Source material:
○ ○ ○ ○
use crate::domain::validation::ValidationErrors;
use serde::{Deserialize, Serialize};

pub const DEFAULT_LIMIT: i64 = 50;
pub const MAX_LIMIT: i64 = 500;

#[derive(Debug, Clone, Copy, PartialEq, Eq)]
pub struct Pagination {
    pub limit: i64,
    pub offset: i64,
}

impl Default for Pagination {
    fn default() -> Self {
        Self {
            limit: DEFAULT_LIMIT,
            offset: 0,
        }
    }
}

impl Pagination {
    pub fn new(limit: Option<i64>, offset: Option<i64>) -> Result<Self, ValidationErrors> {
        let mut errors = ValidationErrors::new();
        let limit = limit.unwrap_or(DEFAULT_LIMIT);
        let offset = offset.unwrap_or(0);

        if !(1..=MAX_LIMIT).contains(&limit) {
            errors.push("limit", format!("must be between 1 and {MAX_LIMIT} (got {limit})"));
        }
        if offset < 0 {
            errors.push("offset", format!("must be >= 0 (got {offset})"));
        }

        errors.finish(Self { limit, offset })
    }
}

/// A bounded slice of a filtered result set. `total` counts every matching row.
#[derive(Debug, Clone, Serialize, Deserialize)]
pub struct Page<T> {
    pub total: i64,
    pub limit: i64,
    pub offset: i64,
    pub items: Vec<T>,
}

impl<T> Page<T> {
    pub fn new(total: i64, pagination: Pagination, items: Vec<T>) -> Self {
        Self {
            total,
            limit: pagination.limit,
            offset: pagination.offset,
            items,
        }
    }
}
○ ○ ○ ○
Problem to work on: Exactly as written, set down all of the material.

Answer to this problem:
use crate::domain::validation::ValidationErrors;
use serde::{Deserialize, Serialize};

pub const DEFAULT_LIMIT: i64 = 50;
pub const MAX_LIMIT: i64 = 500;

#[derive(Debug, Clone, Copy, PartialEq, Eq)]
pub struct Pagination {
    pub limit: i64,
    pub offset: i64,
}

impl Default for Pagination {
    fn default() -> Self {
        Self {
            limit: DEFAULT_LIMIT,
            offset: 0,
        }
    }
}

impl Pagination {
    pub fn new(limit: Option<i64>, offset: Option<i64>) -> Result<Self, ValidationErrors> {
        let mut errors = ValidationErrors::new();
        let limit = limit.unwrap_or(DEFAULT_LIMIT);
        let offset = offset.unwrap_or(0);

        if !(1..=MAX_LIMIT).contains(&limit) {
            errors.push("limit", format!("must be between 1 and {MAX_LIMIT} (got {limit})"));
        }
        if offset < 0 {
            errors.push("offset", format!("must be >= 0 (got {offset})"));
        }

        errors.finish(Self { limit, offset })
    }
}

/// A bounded slice of a filtered result set. `total` counts every matching row.
#[derive(Debug, Clone, Serialize, Deserialize)]
pub struct Page<T> {
    pub total: i64,
    pub limit: i64,
    pub offset: i64,
    pub items: Vec<T>,
}

impl<T> Page<T> {
    pub fn new(total: i64, pagination: Pagination, items: Vec<T>) -> Self {
        Self {
            total,
            limit: pagination.limit,
            offset: pagination.offset,
            items,
        }
    }
}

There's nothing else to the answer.